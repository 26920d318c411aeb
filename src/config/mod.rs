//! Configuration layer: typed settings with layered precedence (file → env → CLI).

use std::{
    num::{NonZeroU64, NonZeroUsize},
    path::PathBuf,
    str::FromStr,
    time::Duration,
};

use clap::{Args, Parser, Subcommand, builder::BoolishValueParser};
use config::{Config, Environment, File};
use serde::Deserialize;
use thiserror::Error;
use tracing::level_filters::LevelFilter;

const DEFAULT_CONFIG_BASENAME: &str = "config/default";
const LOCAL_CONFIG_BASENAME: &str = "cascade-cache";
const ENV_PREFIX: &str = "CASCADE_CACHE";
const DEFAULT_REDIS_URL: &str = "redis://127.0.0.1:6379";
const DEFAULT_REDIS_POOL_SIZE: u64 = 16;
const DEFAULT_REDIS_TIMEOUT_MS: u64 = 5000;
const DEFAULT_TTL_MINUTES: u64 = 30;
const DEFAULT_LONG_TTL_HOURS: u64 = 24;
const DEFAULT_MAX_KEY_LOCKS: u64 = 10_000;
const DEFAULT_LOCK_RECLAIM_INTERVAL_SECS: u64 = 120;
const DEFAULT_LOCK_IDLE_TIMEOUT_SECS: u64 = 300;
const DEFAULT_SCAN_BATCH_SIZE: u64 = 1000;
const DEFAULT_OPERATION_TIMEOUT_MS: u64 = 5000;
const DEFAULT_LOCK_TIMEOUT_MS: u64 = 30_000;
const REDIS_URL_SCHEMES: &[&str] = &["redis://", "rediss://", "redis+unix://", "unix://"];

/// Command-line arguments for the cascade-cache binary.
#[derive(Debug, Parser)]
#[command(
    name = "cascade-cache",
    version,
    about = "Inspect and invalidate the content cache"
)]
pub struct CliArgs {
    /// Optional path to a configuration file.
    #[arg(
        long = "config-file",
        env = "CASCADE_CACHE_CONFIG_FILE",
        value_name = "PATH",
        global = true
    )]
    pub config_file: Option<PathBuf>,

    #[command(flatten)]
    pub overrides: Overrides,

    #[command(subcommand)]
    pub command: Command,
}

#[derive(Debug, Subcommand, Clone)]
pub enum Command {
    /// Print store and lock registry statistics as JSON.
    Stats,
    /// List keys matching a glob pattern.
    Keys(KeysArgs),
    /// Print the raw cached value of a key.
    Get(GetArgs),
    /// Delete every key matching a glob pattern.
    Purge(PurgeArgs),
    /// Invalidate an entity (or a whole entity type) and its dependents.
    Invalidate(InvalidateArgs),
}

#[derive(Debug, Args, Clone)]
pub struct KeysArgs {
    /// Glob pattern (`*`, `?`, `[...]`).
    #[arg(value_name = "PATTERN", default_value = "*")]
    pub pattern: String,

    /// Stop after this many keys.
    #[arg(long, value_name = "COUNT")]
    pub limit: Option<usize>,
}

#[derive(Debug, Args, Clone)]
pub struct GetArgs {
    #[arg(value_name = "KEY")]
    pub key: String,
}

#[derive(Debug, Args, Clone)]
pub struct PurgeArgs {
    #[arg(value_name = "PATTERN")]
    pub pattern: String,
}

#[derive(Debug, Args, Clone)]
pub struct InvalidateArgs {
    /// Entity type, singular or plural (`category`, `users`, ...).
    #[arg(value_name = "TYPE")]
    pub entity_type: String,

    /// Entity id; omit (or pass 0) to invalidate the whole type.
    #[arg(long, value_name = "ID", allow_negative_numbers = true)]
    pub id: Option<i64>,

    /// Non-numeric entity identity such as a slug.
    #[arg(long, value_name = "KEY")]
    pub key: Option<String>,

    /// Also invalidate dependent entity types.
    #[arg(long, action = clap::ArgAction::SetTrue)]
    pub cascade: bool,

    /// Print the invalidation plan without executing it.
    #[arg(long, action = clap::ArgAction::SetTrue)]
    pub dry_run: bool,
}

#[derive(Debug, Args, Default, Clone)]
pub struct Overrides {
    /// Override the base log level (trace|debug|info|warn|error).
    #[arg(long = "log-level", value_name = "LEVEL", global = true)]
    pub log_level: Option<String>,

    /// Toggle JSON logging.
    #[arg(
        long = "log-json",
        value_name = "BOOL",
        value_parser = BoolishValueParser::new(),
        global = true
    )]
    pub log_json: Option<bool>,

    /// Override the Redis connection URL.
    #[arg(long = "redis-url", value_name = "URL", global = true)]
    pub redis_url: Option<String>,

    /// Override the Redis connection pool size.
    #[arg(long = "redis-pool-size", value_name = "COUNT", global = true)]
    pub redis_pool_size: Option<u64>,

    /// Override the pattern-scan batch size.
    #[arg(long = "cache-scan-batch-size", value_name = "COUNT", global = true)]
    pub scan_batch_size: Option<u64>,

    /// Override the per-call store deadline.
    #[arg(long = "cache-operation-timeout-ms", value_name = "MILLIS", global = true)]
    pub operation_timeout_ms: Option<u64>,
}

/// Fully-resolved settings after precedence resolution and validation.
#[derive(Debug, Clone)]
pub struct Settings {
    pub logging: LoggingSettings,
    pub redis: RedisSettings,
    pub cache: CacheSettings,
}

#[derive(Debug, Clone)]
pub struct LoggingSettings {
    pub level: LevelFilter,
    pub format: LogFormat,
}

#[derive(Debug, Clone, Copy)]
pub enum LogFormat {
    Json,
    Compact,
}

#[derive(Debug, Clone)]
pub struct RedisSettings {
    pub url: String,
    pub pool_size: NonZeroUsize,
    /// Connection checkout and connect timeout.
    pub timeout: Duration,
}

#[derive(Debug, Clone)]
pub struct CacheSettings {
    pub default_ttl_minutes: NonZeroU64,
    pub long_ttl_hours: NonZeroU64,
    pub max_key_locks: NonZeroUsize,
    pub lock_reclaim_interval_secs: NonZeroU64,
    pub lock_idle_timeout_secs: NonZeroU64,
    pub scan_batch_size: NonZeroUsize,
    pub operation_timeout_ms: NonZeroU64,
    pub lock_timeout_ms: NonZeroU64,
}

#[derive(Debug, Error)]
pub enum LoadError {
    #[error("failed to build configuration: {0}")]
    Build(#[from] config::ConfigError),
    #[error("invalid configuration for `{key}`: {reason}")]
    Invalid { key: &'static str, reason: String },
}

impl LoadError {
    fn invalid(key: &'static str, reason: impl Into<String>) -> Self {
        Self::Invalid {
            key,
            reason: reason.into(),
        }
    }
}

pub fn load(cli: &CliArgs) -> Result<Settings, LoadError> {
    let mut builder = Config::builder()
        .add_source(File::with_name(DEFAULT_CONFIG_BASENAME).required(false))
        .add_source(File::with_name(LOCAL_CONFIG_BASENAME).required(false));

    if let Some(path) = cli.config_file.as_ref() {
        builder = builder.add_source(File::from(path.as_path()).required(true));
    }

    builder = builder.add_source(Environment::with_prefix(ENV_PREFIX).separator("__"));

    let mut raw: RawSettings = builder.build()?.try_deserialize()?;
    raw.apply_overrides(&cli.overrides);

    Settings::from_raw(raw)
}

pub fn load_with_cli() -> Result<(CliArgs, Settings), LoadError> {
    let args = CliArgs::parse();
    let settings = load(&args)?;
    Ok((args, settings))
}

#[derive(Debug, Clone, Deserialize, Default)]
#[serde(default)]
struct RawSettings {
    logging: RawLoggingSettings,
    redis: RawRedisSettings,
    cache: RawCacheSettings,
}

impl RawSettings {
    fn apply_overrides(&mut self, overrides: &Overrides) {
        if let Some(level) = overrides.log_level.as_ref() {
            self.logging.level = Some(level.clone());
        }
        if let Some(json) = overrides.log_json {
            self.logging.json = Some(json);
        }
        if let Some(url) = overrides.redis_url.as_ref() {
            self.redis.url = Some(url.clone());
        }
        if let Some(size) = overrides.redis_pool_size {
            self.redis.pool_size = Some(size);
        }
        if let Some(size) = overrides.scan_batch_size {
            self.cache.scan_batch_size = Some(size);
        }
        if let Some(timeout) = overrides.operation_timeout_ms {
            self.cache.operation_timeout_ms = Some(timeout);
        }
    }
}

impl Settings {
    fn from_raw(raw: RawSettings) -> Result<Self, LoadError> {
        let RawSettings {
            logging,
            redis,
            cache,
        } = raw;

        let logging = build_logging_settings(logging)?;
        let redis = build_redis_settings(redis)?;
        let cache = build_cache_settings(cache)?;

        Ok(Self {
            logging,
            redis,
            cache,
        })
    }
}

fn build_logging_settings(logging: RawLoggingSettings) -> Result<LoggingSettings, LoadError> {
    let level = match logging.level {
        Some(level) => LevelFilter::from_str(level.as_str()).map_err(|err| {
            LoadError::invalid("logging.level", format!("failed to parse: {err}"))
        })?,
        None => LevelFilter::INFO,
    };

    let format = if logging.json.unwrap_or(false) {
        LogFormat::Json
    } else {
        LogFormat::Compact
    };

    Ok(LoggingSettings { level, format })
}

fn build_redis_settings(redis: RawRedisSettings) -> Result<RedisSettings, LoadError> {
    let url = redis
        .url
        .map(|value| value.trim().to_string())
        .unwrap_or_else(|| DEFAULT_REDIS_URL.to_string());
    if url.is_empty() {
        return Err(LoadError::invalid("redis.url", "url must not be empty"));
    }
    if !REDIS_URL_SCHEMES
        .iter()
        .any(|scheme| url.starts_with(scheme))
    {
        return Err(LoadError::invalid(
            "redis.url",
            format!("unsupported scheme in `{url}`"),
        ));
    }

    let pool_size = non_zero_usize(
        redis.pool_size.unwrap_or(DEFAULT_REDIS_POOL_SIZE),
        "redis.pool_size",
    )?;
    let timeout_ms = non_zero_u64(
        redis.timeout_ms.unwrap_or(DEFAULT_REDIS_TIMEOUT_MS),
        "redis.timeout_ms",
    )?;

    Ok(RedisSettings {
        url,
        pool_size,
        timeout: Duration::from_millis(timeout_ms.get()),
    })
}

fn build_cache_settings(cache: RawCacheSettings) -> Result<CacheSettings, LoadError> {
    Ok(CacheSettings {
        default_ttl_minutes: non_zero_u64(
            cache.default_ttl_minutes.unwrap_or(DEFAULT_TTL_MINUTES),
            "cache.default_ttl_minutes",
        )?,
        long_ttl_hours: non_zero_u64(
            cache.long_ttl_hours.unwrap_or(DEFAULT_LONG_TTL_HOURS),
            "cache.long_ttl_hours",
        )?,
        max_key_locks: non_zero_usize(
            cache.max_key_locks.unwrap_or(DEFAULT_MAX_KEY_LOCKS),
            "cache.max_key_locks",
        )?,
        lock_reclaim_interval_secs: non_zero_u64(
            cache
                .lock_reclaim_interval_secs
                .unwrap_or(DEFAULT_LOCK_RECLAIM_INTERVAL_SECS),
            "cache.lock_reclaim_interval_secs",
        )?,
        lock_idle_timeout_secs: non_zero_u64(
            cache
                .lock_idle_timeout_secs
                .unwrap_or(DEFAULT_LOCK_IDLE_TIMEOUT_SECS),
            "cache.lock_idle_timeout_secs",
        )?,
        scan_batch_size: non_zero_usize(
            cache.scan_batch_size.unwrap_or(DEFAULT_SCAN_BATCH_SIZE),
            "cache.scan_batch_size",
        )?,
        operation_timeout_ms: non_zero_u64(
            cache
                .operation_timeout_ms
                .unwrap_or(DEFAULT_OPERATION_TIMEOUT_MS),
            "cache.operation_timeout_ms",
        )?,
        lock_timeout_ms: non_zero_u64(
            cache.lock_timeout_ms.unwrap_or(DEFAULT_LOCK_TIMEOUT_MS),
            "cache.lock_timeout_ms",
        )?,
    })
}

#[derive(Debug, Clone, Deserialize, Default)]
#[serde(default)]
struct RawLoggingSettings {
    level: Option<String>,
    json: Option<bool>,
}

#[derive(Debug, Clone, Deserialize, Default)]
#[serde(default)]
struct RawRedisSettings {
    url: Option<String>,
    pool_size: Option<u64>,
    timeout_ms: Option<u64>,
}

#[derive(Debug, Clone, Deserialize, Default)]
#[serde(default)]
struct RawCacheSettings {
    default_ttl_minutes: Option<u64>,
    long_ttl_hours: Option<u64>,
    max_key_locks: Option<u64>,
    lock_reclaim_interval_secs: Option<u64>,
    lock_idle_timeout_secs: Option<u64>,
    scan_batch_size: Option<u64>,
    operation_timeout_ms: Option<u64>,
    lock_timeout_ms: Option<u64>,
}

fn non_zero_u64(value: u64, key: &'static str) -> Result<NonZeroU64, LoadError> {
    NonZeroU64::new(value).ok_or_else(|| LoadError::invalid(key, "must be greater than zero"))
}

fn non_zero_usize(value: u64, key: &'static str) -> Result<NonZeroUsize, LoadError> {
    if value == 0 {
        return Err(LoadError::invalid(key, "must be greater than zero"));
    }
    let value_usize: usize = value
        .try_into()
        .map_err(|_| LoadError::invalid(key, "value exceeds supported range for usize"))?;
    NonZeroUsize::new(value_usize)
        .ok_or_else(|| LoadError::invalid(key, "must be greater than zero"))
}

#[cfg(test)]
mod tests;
-------------------------
## WORK REQUEST
Filter the preceding entries down to the lines with "return".

## ANSWER BELOW
        return Err(LoadError::invalid("redis.url", "url must not be empty"));
        return Err(LoadError::invalid(
        return Err(LoadError::invalid(key, "must be greater than zero"));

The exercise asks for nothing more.